Collected data:

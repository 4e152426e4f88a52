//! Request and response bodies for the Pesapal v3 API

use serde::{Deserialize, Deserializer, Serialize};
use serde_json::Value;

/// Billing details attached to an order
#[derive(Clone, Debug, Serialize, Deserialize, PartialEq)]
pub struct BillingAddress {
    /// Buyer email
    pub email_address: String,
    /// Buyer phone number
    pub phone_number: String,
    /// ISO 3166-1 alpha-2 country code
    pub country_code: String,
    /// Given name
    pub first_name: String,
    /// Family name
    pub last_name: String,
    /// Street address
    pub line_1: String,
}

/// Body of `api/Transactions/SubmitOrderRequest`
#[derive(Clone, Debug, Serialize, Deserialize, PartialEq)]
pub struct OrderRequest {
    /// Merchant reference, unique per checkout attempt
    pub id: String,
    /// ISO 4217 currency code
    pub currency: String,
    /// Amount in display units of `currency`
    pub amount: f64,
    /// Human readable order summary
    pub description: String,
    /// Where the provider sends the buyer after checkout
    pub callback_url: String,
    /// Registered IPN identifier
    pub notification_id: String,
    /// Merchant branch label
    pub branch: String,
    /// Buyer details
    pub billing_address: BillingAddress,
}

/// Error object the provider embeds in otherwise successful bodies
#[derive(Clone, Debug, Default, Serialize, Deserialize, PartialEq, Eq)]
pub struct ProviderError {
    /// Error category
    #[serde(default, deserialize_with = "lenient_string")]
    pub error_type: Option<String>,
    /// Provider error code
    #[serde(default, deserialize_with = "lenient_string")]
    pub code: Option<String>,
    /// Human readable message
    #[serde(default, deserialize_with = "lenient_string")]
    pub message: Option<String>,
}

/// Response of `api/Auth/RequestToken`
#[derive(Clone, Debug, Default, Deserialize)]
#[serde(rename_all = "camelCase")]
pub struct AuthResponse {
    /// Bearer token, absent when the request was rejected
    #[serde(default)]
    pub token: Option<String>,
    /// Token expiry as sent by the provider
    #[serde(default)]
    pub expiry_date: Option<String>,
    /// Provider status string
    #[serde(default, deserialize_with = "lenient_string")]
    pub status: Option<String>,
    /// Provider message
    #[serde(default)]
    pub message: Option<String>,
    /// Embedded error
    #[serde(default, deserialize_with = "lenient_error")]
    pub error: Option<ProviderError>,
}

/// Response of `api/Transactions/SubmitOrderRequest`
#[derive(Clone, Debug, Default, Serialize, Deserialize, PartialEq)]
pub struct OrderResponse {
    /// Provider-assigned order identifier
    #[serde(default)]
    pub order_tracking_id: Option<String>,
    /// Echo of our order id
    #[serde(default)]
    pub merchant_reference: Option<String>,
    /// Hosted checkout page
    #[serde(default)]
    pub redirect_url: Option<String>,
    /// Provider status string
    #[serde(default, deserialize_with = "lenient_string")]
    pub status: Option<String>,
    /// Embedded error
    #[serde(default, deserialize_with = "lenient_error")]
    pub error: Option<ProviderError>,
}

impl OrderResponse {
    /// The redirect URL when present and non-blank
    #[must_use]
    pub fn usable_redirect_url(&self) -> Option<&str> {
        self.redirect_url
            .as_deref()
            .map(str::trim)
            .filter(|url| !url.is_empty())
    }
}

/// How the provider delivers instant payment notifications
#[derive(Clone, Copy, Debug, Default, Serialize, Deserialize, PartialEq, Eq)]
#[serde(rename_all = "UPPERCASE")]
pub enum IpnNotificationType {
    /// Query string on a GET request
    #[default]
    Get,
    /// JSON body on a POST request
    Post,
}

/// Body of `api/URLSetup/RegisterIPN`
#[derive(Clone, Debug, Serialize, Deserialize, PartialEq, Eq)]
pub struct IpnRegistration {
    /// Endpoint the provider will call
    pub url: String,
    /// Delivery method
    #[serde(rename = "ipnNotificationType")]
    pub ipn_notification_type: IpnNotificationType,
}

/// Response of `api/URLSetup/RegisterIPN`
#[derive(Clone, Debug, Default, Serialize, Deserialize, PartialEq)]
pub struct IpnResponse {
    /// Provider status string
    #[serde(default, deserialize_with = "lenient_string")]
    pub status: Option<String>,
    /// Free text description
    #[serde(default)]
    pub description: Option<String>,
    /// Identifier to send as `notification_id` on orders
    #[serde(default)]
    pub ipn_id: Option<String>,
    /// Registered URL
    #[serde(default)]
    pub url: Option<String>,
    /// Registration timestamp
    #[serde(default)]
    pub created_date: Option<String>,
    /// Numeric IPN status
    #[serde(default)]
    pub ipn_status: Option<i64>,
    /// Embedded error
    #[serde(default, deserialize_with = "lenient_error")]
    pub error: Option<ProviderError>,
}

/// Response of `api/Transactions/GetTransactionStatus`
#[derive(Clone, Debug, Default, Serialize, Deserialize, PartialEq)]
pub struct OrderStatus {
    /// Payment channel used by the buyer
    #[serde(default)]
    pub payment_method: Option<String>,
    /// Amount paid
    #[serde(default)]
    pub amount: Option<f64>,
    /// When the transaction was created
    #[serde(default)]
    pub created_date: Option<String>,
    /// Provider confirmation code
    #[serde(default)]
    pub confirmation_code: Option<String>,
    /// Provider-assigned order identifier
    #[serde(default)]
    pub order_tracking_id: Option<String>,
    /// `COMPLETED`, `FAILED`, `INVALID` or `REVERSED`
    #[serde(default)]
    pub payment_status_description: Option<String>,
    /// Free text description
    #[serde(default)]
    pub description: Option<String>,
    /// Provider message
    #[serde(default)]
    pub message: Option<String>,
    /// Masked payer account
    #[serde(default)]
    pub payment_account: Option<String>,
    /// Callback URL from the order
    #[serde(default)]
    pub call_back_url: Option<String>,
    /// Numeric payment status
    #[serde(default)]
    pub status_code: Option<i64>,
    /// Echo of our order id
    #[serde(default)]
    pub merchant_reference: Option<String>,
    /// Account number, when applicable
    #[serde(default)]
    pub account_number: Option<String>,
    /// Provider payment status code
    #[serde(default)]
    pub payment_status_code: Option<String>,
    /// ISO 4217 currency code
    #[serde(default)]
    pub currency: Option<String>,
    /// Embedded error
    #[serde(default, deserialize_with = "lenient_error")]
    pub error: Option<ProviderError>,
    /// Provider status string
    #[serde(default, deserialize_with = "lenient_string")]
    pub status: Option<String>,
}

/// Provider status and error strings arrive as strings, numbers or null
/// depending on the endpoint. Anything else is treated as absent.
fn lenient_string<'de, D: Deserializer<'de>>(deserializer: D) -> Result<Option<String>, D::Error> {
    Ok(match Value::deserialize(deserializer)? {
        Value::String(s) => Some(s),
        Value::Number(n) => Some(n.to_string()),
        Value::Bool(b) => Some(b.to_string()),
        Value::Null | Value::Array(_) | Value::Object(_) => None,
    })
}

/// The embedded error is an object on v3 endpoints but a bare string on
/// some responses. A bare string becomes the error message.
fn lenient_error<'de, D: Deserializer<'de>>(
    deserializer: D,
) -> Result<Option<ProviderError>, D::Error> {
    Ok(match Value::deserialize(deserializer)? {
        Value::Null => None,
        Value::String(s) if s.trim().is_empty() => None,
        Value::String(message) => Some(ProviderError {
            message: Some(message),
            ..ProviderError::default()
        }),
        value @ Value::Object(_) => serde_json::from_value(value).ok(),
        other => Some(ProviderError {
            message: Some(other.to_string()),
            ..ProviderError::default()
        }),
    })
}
--
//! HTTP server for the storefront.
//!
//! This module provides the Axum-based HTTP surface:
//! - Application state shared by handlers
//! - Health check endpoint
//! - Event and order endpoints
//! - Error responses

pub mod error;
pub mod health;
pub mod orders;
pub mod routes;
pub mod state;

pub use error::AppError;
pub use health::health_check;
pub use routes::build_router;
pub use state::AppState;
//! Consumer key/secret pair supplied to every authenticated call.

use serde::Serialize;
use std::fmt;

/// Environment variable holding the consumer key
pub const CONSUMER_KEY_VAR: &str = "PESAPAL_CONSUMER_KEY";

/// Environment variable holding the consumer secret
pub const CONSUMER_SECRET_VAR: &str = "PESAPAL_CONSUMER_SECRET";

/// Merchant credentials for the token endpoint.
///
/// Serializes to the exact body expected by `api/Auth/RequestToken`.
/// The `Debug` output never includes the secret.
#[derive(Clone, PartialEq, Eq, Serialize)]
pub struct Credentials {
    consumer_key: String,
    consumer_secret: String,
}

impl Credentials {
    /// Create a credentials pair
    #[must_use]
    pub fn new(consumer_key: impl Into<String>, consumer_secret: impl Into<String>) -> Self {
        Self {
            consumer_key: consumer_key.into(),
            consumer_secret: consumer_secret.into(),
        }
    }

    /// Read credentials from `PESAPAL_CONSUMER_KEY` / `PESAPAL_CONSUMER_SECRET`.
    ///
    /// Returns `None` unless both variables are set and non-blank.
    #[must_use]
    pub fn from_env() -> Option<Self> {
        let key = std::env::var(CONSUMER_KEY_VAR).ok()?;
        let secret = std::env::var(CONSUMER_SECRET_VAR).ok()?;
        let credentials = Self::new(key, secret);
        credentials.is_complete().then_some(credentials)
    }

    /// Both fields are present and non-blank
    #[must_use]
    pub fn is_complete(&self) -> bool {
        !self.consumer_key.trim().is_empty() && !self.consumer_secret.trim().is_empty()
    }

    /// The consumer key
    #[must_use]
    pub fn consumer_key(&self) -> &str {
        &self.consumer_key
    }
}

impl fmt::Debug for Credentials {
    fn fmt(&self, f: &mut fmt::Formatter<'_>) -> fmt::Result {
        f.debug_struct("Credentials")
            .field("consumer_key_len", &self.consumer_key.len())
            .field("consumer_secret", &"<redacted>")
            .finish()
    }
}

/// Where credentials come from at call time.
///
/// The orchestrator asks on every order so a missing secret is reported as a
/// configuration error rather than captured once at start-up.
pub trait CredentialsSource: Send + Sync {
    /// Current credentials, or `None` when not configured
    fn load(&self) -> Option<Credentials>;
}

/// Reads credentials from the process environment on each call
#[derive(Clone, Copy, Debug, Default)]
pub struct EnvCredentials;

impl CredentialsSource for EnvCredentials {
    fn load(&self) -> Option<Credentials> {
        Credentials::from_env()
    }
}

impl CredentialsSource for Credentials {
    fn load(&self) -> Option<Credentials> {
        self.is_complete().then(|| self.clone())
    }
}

INSTRUCTIONS TO FOLLOW: Say how many lines in the data hold the string "trim", and say nothing else.

SOLUTION: 3